◆ **To do**:
Write out, word for word, every line from the one containing "if let Err(e)" through the last line of the records below, both ends included.

[Records for this task Boundary: Start]

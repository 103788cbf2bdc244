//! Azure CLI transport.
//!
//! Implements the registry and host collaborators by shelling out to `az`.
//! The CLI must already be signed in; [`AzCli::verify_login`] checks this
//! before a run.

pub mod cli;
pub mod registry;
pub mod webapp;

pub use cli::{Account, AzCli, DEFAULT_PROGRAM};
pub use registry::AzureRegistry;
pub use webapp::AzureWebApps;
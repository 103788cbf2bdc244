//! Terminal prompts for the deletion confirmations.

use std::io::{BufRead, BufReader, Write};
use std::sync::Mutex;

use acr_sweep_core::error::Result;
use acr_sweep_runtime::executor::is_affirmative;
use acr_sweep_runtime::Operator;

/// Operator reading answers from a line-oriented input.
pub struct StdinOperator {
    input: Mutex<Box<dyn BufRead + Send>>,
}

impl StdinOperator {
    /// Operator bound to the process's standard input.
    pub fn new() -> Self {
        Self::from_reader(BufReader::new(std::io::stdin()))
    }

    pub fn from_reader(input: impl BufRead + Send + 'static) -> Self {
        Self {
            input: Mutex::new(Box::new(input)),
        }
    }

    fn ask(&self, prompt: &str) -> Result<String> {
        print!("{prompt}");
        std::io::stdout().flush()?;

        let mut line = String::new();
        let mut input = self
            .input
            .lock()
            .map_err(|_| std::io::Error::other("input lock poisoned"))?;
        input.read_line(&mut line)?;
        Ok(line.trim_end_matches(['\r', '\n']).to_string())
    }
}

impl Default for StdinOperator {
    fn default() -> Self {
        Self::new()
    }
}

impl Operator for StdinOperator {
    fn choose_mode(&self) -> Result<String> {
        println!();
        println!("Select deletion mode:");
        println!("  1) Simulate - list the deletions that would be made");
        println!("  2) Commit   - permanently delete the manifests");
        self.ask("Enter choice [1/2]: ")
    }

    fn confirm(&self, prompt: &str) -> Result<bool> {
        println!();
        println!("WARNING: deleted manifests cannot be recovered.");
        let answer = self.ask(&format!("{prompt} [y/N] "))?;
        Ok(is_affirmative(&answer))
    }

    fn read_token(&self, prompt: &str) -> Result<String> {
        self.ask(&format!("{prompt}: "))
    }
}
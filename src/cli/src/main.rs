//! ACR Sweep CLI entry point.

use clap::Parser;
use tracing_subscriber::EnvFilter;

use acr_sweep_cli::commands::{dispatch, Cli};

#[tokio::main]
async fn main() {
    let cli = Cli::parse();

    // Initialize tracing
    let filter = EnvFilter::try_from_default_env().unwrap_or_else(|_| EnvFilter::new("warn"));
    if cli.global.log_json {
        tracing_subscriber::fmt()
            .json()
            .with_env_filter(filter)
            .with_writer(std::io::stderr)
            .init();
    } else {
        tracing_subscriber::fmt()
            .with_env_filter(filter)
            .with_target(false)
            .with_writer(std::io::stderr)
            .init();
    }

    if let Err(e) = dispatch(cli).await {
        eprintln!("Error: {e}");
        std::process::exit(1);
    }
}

[Records for this task Boundary: End]

◆ **Written solution**:
    if let Err(e) = dispatch(cli).await {
        eprintln!("Error: {e}");
        std::process::exit(1);
    }
}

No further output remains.